:: Task data ::
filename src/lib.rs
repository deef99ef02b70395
pub mod application;
pub mod config;
pub mod domain;
pub mod infrastructure;
pub mod presentation;
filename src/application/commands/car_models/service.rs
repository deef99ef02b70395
// src/application/commands/car_models/service.rs
use std::sync::Arc;

use crate::{
    application::{
        ports::time::Clock,
        services::{content::ContentSanitizer, media::ImageJanitor},
    },
    domain::{
        car_model::{CarModelReadRepository, CarModelWriteRepository},
        slug::SlugAssigner,
    },
};

pub struct CarModelCommandService {
    pub(super) write_repo: Arc<dyn CarModelWriteRepository>,
    pub(super) read_repo: Arc<dyn CarModelReadRepository>,
    pub(super) slugs: Arc<SlugAssigner>,
    pub(super) sanitizer: Arc<ContentSanitizer>,
    pub(super) janitor: Arc<ImageJanitor>,
    pub(super) clock: Arc<dyn Clock>,
}

impl CarModelCommandService {
    pub fn new(
        write_repo: Arc<dyn CarModelWriteRepository>,
        read_repo: Arc<dyn CarModelReadRepository>,
        slugs: Arc<SlugAssigner>,
        sanitizer: Arc<ContentSanitizer>,
        janitor: Arc<ImageJanitor>,
        clock: Arc<dyn Clock>,
    ) -> Self {
        Self {
            write_repo,
            read_repo,
            slugs,
            sanitizer,
            janitor,
            clock,
        }
    }

    /// Sanitize an optional description, treating blank as absent.
    pub(super) fn clean_description(
        &self,
        description: Option<String>,
    ) -> crate::application::ApplicationResult<Option<String>> {
        crate::domain::optional_text(description)
            .map(|html| self.sanitizer.clean("description", html))
            .transpose()
            .map(crate::domain::optional_text)
    }
}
:::
- [Brief]
All of the records above need to be copied exactly.

- [Exercise response]
filename src/lib.rs
repository deef99ef02b70395
pub mod application;
pub mod config;
pub mod domain;
pub mod infrastructure;
pub mod presentation;
filename src/application/commands/car_models/service.rs
repository deef99ef02b70395
// src/application/commands/car_models/service.rs
use std::sync::Arc;

use crate::{
    application::{
        ports::time::Clock,
        services::{content::ContentSanitizer, media::ImageJanitor},
    },
    domain::{
        car_model::{CarModelReadRepository, CarModelWriteRepository},
        slug::SlugAssigner,
    },
};

pub struct CarModelCommandService {
    pub(super) write_repo: Arc<dyn CarModelWriteRepository>,
    pub(super) read_repo: Arc<dyn CarModelReadRepository>,
    pub(super) slugs: Arc<SlugAssigner>,
    pub(super) sanitizer: Arc<ContentSanitizer>,
    pub(super) janitor: Arc<ImageJanitor>,
    pub(super) clock: Arc<dyn Clock>,
}

impl CarModelCommandService {
    pub fn new(
        write_repo: Arc<dyn CarModelWriteRepository>,
        read_repo: Arc<dyn CarModelReadRepository>,
        slugs: Arc<SlugAssigner>,
        sanitizer: Arc<ContentSanitizer>,
        janitor: Arc<ImageJanitor>,
        clock: Arc<dyn Clock>,
    ) -> Self {
        Self {
            write_repo,
            read_repo,
            slugs,
            sanitizer,
            janitor,
            clock,
        }
    }

    /// Sanitize an optional description, treating blank as absent.
    pub(super) fn clean_description(
        &self,
        description: Option<String>,
    ) -> crate::application::ApplicationResult<Option<String>> {
        crate::domain::optional_text(description)
            .map(|html| self.sanitizer.clean("description", html))
            .transpose()
            .map(crate::domain::optional_text)
    }
}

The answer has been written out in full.